What is expected ▸ Using the records below, find every line that includes "FacturXDocument" and copy it.

(Stored items from a collection)
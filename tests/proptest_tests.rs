//! Property-based tests for field access and PDF embedding.
//!
//! Run with: `cargo test --test proptest_tests`

mod common;

use chrono::NaiveDate;
use common::*;
use facturx::pdf::list_attachments;
use facturx::{Attachment, FacturXDocument, FieldValue, FlavorKind, Level, WriteOptions};
use proptest::prelude::*;
use rust_decimal::Decimal;

fn template(level: Level) -> FacturXDocument {
    FacturXDocument::builder()
        .flavor(FlavorKind::FacturX)
        .level(level)
        .open(minimal_pdf())
        .unwrap()
}

// ── Proptest Strategies ─────────────────────────────────────────────────────

fn arb_date() -> impl Strategy<Value = NaiveDate> {
    (1900i32..2100, 1u32..=12, 1u32..=28).prop_map(|(y, m, d)| date(y, m, d))
}

/// 0.00 to 9999999.99 with two decimals.
fn arb_amount() -> impl Strategy<Value = Decimal> {
    (0i64..1_000_000_000).prop_map(|cents| Decimal::new(cents, 2))
}

/// Distinct attachment names, in arbitrary order.
fn arb_filenames() -> impl Strategy<Value = Vec<String>> {
    prop::collection::btree_set("[a-z]{1,8}\\.(pdf|csv|txt)", 1..6)
        .prop_map(|set| set.into_iter().collect::<Vec<_>>())
        .prop_shuffle()
}

// ── Property Tests ──────────────────────────────────────────────────────────

proptest! {
    #![proptest_config(ProptestConfig::with_cases(32))]

    /// A written date reads back unchanged.
    #[test]
    fn date_round_trip(d in arb_date()) {
        let mut doc = template(Level::Minimum);
        doc.set("date", d).unwrap();
        prop_assert_eq!(doc.get("date").unwrap(), Some(FieldValue::Date(d)));
    }

    /// A written amount reads back with the same value.
    #[test]
    fn amount_round_trip(a in arb_amount()) {
        let mut doc = template(Level::Minimum);
        doc.set("amount_total", a).unwrap();
        prop_assert_eq!(doc.get("amount_total").unwrap(), Some(FieldValue::Amount(a)));
    }

    /// Every write to a grouped field lands in its own occurrence, in write order.
    #[test]
    fn group_writes_keep_order(rates in prop::collection::vec(arb_amount(), 1..6)) {
        let mut doc = template(Level::En16931);
        for r in &rates {
            doc.set("tax_rate", *r).unwrap();
        }
        let read: Vec<Decimal> = doc
            .get_all("tax_rate")
            .unwrap()
            .iter()
            .filter_map(FieldValue::as_amount)
            .collect();
        prop_assert_eq!(read, rates);
    }

    /// Every level's template passes the construction-time schema check and validates once filled.
    #[test]
    fn filled_templates_validate(level in prop::sample::select(vec![
        Level::Minimum, Level::BasicWl, Level::Basic, Level::En16931, Level::Extended,
    ])) {
        let mut doc = template(level);
        fill_header(&mut doc);
        prop_assert!(doc.validate().is_ok());
    }
}

proptest! {
    #![proptest_config(ProptestConfig::with_cases(12))]

    /// The embedded-files name tree is sorted no matter the insertion order.
    #[test]
    fn name_tree_sorted(names in arb_filenames()) {
        let mut doc = template(Level::Minimum);
        fill_header(&mut doc);
        let opts = WriteOptions::new()
            .timestamp(fixed_time())
            .attachments(names.iter().map(|n| Attachment::new(n.clone(), b"data".to_vec())));
        let pdf = doc.to_pdf_bytes(&opts).unwrap();

        let listed: Vec<String> = list_attachments(&pdf)
            .unwrap()
            .into_iter()
            .map(|(n, _)| n)
            .collect();
        let mut expected = names.clone();
        expected.push("factur-x.xml".to_string());
        expected.sort();
        prop_assert_eq!(listed, expected);
    }

    /// Text with XML-special characters survives a write / re-open cycle.
    #[test]
    fn seller_text_survives_the_pdf(seller in "[A-Za-z0-9][A-Za-z0-9 &<>'\"]{0,20}[A-Za-z0-9]") {
        let mut doc = template(Level::Minimum);
        fill_header(&mut doc);
        doc.set("seller", seller.as_str()).unwrap();
        let pdf = doc
            .to_pdf_bytes(&WriteOptions::new().timestamp(fixed_time()))
            .unwrap();
        let reopened = FacturXDocument::open(pdf).unwrap();
        prop_assert_eq!(reopened.get("seller").unwrap(), Some(FieldValue::Text(seller)));
    }
}

// ── Edge Case Tests ─────────────────────────────────────────────────────────

#[test]
fn non_ascii_metadata_is_written_as_utf16() {
    let mut doc = template(Level::Minimum);
    fill_header(&mut doc);
    doc.set("seller", "Société Générale").unwrap();
    let pdf = doc
        .to_pdf_bytes(&WriteOptions::new().timestamp(fixed_time()))
        .unwrap();

    let out = lopdf::Document::load_mem(&pdf).unwrap();
    let info_id = out.trailer.get(b"Info").unwrap().as_reference().unwrap();
    let author = out.get_dictionary(info_id).unwrap().get(b"Author").unwrap();
    match author {
        lopdf::Object::String(bytes, _) => assert_eq!(&bytes[..2], &[0xFE, 0xFF]),
        other => panic!("unexpected author object {other:?}"),
    }

    let reopened = FacturXDocument::open(pdf).unwrap();
    assert_eq!(
        reopened.get("seller").unwrap(),
        Some(FieldValue::from("Société Générale"))
    );
}

#[test]
fn whitespace_only_values_read_absent() {
    let mut doc = template(Level::Minimum);
    doc.set("number", "   ").unwrap();
    assert_eq!(doc.get("number").unwrap(), None);
}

Solution to the exercise ▸
use facturx::{Attachment, FacturXDocument, FieldValue, FlavorKind, Level, WriteOptions};
fn template(level: Level) -> FacturXDocument {
    FacturXDocument::builder()
        let reopened = FacturXDocument::open(pdf).unwrap();
    let reopened = FacturXDocument::open(pdf).unwrap();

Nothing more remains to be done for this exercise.